Bertha, as she is affectionately known, is the 57-foot-tall, 325-foot-long tunnel-boring machine that is currently carving out a $3.1 billion subterranean highway underneath Seattle. There's no more awesome example of machinery in all of North America, but the only way to really get a sense of Bertha's sheer scale is by watching this video. Shot by a drone "working" for the Washington State Department of Transportation, the video shows that Bertha is more than just a giant drill. It's a giant drill with a fortress on its back.
Right now, Bertha has dug over 1,500 feet of the SR-99 tunnel, which will eventually be a two-story underground highway. Essentially, the way Bertha works is by using a rotating cutterhead to carve out earth in front of it, then feeding this earth on a long conveyor belt back to the surface. Behind the cutterhead, there are enormous structural rings, which help support the tunnel's weight until they can be reinforced with curved concrete segments. After the structural rings are laid down, Bertha uses hydraulics to lurch her enormous bulk forward a few feet at a time. Rinse and repeat.
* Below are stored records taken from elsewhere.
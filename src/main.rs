mod config;
mod db;
mod fetcher;
mod parser;
mod pipeline;
mod postback;

use std::time::Instant;

use clap::{Parser, Subcommand};

use config::Config;
use fetcher::HttpFetcher;

#[derive(Parser)]
#[command(name = "etrack_scraper", about = "Development application scraper for the eTrack planning portal")]
struct Cli {
    #[command(subcommand)]
    command: Commands,
}

#[derive(Subcommand)]
enum Commands {
    /// Walk the portal's result pages and upsert applications
    Run {
        /// Max result pages to walk (default: all)
        #[arg(short = 'n', long)]
        pages: Option<usize>,
        /// SQLite database path
        #[arg(long)]
        db: Option<String>,
        /// Pause between fetches, in milliseconds
        #[arg(long)]
        delay_ms: Option<u64>,
    },
    /// Show store statistics
    Stats {
        #[arg(long)]
        db: Option<String>,
    },
    /// List stored applications, newest scrape first
    List {
        #[arg(long)]
        db: Option<String>,
        /// Max rows to display
        #[arg(short = 'n', long, default_value = "50")]
        limit: usize,
        /// Emit JSON instead of a table
        #[arg(long)]
        json: bool,
    },
}

#[tokio::main]
async fn main() -> anyhow::Result<()> {
    tracing_subscriber::fmt()
        .with_env_filter(
            tracing_subscriber::EnvFilter::try_from_default_env()
                .unwrap_or_else(|_| "info".into()),
        )
        .init();

    let t0 = Instant::now();
    let cli = Cli::parse();

    let result = match cli.command {
        Commands::Run { pages, db, delay_ms } => {
            let mut cfg = Config::default();
            if let Some(db) = db {
                cfg.db_path = db;
            }
            if let Some(ms) = delay_ms {
                cfg.delay_ms = ms;
            }

            let conn = db::connect(&cfg.db_path)?;
            let fetcher = HttpFetcher::new()?;
            let stats = pipeline::run(&cfg, &fetcher, &conn, pages).await?;
            println!(
                "Done: {} pages ({} failed), {} candidates, {} saved, {} without address, {} errors.",
                stats.pages,
                stats.pages_failed,
                stats.candidates,
                stats.saved,
                stats.no_address,
                stats.failed
            );
            Ok(())
        }
        Commands::Stats { db } => {
            let conn = db::connect(db.as_deref().unwrap_or(&Config::default().db_path))?;
            db::init_schema(&conn)?;
            let s = db::get_stats(&conn)?;
            println!("Applications:   {}", s.total);
            println!("With lodgement: {}", s.with_received_date);
            println!(
                "Last scraped:   {}",
                s.last_scraped.as_deref().unwrap_or("never")
            );
            Ok(())
        }
        Commands::List { db, limit, json } => {
            let conn = db::connect(db.as_deref().unwrap_or(&Config::default().db_path))?;
            db::init_schema(&conn)?;
            let rows = db::fetch_applications(&conn, limit)?;
            if rows.is_empty() {
                println!("No applications stored. Run 'run' first.");
                return Ok(());
            }

            if json {
                println!("{}", serde_json::to_string_pretty(&rows)?);
                return Ok(());
            }

            println!(
                "{:>3} | {:<12} | {:<40} | {:<10} | {:<10}",
                "#", "Reference", "Address", "Received", "Scraped"
            );
            println!("{}", "-".repeat(88));
            for (i, r) in rows.iter().enumerate() {
                let received = if r.date_received.is_empty() {
                    "-"
                } else {
                    &r.date_received
                };
                println!(
                    "{:>3} | {:<12} | {:<40} | {:<10} | {:<10}",
                    i + 1,
                    r.council_reference,
                    truncate(&r.address, 40),
                    received,
                    r.date_scraped
                );
            }
            println!("\n{} applications", rows.len());
            Ok(())
        }
    };

    let elapsed = t0.elapsed();
    if elapsed.as_secs() >= 1 {
        println!("\nDone in {:.1}s", elapsed.as_secs_f64());
    }

    result
}

fn truncate(s: &str, max: usize) -> String {
    if s.chars().count() <= max {
        s.to_string()
    } else {
        let truncated: String = s.chars().take(max).collect();
        format!("{}...", truncated)
    }
}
If there's a porn magazine dedicated to sexy machines, Bertha's got to be the centerfold. Unfortunately, though, Bertha's had a run of bad luck. She first started digging the 1.7-mile long SR-99 back in December 2013, when the cutterhead was damaged by a steel pipe, requiring a two year delay as workers tunneled down from the surface to lift Bertha's bore out for repairs. She only resumed digging on December 22, 2015, roughly when the tunnel was originally meant to be completed. She has since been delayed a few more times, and is now projected to be finished boring by January, with the tunnel opening to the public in April 2018.
Of course, that all depends on everything going perfectly from now until January. Chances are, Bertha will be delayed again. Still, looking at a machine this beautiful, it's hard to fault her for being slow. She's got a lot of junk in the trunk, after all.